--- PROVIDED DATA Enclosed Below ---

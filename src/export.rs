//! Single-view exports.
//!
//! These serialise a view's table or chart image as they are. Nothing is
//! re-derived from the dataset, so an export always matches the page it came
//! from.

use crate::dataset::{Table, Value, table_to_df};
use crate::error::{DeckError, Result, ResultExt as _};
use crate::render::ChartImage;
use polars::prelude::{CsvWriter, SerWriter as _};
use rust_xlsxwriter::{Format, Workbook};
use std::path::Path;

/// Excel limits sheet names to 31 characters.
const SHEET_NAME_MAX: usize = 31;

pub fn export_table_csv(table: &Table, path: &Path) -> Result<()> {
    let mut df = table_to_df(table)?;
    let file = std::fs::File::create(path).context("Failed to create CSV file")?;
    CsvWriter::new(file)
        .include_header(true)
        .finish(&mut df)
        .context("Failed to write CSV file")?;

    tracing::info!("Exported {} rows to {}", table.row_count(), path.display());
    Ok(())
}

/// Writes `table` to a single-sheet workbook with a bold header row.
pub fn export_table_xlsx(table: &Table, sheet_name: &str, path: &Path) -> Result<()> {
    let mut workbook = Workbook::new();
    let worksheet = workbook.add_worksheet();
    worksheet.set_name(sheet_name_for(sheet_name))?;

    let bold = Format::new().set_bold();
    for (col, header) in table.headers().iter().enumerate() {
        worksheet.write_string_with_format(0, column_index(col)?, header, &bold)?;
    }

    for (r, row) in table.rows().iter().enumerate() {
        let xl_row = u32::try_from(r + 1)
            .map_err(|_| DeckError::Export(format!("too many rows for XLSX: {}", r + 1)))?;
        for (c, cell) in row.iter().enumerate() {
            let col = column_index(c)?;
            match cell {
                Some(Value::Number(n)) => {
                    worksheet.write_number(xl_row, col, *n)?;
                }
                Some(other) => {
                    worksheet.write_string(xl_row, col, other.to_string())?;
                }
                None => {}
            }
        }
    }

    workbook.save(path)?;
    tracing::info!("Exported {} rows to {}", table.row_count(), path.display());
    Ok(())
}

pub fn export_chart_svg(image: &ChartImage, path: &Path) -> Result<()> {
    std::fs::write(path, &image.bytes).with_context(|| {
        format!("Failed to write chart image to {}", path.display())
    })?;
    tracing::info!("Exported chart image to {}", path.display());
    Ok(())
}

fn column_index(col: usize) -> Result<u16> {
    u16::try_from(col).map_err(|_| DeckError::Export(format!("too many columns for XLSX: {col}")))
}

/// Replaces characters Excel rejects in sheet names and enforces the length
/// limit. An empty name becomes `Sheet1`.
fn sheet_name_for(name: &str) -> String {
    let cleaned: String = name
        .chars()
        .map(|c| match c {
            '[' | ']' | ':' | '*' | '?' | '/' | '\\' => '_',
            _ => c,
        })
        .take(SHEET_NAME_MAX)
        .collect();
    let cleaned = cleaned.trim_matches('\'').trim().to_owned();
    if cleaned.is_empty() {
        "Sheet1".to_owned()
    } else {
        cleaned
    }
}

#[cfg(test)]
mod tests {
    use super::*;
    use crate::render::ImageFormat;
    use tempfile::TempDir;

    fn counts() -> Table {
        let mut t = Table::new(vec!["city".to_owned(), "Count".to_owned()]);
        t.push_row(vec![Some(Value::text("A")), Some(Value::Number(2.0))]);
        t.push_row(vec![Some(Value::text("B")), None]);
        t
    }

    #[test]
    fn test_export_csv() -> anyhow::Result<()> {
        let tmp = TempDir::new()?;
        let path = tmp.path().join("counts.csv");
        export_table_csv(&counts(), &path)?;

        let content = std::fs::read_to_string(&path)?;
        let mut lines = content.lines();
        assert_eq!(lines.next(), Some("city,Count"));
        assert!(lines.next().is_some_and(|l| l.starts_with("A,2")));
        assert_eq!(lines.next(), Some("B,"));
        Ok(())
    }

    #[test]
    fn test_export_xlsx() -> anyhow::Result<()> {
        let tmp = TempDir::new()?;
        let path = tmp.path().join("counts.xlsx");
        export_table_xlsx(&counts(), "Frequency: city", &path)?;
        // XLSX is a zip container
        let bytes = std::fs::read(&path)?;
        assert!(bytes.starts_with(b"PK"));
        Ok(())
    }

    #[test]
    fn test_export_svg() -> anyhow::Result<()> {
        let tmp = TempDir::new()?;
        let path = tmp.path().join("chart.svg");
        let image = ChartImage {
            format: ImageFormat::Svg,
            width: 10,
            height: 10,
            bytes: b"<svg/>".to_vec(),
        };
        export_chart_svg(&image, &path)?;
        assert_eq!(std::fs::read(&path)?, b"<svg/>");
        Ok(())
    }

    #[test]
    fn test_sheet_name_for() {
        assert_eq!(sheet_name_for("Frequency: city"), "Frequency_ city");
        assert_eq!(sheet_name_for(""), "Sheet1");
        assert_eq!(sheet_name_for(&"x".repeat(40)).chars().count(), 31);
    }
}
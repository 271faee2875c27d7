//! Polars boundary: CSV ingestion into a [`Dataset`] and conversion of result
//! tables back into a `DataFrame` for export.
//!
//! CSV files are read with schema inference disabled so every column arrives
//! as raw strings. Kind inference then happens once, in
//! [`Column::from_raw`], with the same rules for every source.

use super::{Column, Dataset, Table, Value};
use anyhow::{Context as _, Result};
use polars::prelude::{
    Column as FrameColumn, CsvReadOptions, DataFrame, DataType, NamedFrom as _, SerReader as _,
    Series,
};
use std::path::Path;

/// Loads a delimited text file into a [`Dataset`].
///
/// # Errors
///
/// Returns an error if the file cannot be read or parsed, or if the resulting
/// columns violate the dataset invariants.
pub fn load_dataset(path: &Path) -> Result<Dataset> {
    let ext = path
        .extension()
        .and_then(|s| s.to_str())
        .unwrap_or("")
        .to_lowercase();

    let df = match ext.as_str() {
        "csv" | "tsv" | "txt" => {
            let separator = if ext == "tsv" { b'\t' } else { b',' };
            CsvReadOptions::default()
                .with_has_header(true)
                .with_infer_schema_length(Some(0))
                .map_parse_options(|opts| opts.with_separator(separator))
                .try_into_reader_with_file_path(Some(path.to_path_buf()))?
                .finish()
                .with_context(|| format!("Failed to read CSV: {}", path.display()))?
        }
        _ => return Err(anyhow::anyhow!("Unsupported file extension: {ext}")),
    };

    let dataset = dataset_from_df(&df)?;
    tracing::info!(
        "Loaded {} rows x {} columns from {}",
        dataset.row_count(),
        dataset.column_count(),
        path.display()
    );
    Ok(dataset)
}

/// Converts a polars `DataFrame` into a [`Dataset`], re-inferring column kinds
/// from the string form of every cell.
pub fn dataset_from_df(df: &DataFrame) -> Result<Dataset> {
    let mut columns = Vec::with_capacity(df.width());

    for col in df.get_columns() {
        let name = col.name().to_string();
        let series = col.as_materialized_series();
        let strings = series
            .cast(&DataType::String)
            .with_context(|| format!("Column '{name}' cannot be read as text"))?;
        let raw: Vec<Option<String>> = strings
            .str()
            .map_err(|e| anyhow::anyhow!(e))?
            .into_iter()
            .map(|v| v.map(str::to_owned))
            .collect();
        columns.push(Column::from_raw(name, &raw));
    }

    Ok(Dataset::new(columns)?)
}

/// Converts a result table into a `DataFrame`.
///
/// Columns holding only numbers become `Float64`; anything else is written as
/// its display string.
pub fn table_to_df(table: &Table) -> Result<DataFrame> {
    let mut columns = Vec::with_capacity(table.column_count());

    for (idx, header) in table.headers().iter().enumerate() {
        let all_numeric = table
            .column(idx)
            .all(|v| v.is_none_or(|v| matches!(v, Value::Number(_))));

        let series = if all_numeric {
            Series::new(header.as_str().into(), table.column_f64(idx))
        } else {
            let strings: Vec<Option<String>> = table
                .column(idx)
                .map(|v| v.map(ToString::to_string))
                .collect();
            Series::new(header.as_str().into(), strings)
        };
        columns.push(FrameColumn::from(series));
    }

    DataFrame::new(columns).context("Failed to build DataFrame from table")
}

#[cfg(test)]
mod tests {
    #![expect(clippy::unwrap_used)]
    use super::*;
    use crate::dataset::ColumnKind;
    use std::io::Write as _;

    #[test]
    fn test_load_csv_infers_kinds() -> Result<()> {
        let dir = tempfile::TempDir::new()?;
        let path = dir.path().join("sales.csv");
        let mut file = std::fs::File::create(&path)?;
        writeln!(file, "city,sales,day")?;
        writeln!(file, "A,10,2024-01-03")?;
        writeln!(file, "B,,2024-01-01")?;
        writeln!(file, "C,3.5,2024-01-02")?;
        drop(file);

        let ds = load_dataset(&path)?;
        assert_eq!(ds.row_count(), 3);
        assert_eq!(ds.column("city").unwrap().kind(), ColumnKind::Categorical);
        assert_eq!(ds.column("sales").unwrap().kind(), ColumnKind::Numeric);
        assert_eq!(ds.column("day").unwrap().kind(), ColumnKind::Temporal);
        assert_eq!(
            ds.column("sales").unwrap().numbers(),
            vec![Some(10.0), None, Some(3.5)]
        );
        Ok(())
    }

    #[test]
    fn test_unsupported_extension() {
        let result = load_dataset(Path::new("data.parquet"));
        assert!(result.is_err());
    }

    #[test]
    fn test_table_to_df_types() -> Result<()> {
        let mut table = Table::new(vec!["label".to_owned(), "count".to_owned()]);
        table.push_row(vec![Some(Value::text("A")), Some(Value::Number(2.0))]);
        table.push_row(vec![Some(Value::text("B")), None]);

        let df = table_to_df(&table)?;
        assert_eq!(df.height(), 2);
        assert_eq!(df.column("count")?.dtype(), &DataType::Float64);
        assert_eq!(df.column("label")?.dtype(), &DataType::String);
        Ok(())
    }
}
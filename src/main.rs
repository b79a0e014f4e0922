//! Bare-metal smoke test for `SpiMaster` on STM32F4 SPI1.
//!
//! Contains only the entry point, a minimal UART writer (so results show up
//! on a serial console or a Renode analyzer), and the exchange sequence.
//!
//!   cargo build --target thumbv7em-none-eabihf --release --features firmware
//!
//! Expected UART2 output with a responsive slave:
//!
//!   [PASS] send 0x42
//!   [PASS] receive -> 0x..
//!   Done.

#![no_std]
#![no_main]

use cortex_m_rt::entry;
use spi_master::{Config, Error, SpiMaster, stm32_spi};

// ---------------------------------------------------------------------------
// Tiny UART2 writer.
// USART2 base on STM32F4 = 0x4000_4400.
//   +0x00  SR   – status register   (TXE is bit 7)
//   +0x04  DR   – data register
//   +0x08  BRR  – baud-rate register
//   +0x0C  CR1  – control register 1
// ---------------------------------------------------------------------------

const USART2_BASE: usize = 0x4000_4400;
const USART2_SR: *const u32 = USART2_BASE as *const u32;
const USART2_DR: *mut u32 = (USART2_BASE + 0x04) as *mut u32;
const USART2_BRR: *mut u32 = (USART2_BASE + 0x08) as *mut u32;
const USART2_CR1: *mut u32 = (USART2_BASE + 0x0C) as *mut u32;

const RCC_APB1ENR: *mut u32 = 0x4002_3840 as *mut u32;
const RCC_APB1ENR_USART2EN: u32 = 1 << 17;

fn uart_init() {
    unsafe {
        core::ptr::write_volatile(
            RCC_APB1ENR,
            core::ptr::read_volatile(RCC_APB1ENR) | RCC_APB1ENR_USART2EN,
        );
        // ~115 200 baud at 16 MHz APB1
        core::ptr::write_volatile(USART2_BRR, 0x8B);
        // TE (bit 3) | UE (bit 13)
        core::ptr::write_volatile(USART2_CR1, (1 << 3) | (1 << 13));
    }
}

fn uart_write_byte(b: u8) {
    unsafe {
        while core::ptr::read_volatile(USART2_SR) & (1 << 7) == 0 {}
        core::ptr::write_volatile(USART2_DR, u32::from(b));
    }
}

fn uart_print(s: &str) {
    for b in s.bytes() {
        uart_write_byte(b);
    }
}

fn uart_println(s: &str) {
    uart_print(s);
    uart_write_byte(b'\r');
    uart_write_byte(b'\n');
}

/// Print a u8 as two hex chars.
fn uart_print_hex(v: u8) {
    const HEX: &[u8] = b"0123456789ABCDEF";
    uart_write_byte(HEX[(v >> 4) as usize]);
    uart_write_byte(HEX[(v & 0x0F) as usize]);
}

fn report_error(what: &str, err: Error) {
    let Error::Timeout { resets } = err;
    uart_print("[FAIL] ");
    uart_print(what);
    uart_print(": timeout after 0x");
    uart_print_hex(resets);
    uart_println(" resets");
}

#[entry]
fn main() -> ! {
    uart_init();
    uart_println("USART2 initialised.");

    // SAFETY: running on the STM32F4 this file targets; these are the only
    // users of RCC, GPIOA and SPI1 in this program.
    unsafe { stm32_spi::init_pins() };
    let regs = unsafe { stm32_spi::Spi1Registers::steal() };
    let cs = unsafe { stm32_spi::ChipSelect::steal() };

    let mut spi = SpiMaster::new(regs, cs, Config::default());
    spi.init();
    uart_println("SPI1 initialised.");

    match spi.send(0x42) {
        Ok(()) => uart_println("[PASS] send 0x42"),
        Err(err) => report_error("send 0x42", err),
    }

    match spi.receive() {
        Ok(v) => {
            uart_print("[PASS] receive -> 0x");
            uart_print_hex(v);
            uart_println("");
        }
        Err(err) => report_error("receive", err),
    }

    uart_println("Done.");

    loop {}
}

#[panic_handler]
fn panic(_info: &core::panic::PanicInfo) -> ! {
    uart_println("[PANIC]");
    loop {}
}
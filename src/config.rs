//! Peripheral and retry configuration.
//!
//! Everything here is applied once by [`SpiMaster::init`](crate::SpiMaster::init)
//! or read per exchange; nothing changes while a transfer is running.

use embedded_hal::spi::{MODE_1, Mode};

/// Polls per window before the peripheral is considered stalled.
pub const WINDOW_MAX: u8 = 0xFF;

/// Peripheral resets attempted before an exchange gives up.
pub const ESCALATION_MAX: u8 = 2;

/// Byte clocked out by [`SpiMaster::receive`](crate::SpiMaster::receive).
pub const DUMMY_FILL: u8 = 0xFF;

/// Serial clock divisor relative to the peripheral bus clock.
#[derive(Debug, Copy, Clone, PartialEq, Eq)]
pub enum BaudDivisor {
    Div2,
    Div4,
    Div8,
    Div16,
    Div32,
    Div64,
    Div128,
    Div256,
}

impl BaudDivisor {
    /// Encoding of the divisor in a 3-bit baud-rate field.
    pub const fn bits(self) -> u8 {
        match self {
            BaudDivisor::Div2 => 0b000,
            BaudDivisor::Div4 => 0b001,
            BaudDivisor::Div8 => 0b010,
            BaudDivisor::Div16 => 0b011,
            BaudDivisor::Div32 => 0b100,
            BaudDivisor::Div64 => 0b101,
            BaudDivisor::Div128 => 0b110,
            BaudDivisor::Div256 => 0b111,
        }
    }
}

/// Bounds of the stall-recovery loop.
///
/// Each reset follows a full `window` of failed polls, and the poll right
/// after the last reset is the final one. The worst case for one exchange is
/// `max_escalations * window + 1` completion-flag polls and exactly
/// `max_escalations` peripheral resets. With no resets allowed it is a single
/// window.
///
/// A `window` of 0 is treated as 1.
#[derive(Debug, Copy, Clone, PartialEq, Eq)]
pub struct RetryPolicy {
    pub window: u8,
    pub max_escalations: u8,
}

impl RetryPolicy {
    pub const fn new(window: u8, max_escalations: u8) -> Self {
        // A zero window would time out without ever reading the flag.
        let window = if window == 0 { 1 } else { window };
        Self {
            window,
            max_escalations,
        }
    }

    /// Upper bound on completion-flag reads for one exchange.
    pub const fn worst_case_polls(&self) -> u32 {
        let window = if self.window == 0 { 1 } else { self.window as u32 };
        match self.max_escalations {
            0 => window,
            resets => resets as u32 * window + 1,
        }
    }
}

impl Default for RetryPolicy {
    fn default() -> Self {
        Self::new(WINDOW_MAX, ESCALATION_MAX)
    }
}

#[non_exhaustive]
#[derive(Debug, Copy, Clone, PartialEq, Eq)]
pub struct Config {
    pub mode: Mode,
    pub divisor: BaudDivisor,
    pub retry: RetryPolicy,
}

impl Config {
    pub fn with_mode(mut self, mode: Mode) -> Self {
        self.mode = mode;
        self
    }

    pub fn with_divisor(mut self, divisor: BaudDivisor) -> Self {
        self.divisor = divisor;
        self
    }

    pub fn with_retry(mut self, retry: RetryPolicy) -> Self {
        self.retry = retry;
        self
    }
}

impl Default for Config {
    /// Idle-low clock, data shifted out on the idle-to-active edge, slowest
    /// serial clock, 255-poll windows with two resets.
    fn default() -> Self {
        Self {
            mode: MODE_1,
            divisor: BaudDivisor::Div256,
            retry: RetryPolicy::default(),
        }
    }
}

--- End of Enclosed PROVIDED DATA ---

Please copy, without any change, the lines of the material from the first through the one containing "let xl_row = u32::try_from(r + 1)". Write nothing else.

_EXPECTED ANSWER_:
filename src/export.rs
//! Single-view exports.
//!
//! These serialise a view's table or chart image as they are. Nothing is
//! re-derived from the dataset, so an export always matches the page it came
//! from.

use crate::dataset::{Table, Value, table_to_df};
use crate::error::{DeckError, Result, ResultExt as _};
use crate::render::ChartImage;
use polars::prelude::{CsvWriter, SerWriter as _};
use rust_xlsxwriter::{Format, Workbook};
use std::path::Path;

/// Excel limits sheet names to 31 characters.
const SHEET_NAME_MAX: usize = 31;

pub fn export_table_csv(table: &Table, path: &Path) -> Result<()> {
    let mut df = table_to_df(table)?;
    let file = std::fs::File::create(path).context("Failed to create CSV file")?;
    CsvWriter::new(file)
        .include_header(true)
        .finish(&mut df)
        .context("Failed to write CSV file")?;

    tracing::info!("Exported {} rows to {}", table.row_count(), path.display());
    Ok(())
}

/// Writes `table` to a single-sheet workbook with a bold header row.
pub fn export_table_xlsx(table: &Table, sheet_name: &str, path: &Path) -> Result<()> {
    let mut workbook = Workbook::new();
    let worksheet = workbook.add_worksheet();
    worksheet.set_name(sheet_name_for(sheet_name))?;

    let bold = Format::new().set_bold();
    for (col, header) in table.headers().iter().enumerate() {
        worksheet.write_string_with_format(0, column_index(col)?, header, &bold)?;
    }

    for (r, row) in table.rows().iter().enumerate() {
        let xl_row = u32::try_from(r + 1)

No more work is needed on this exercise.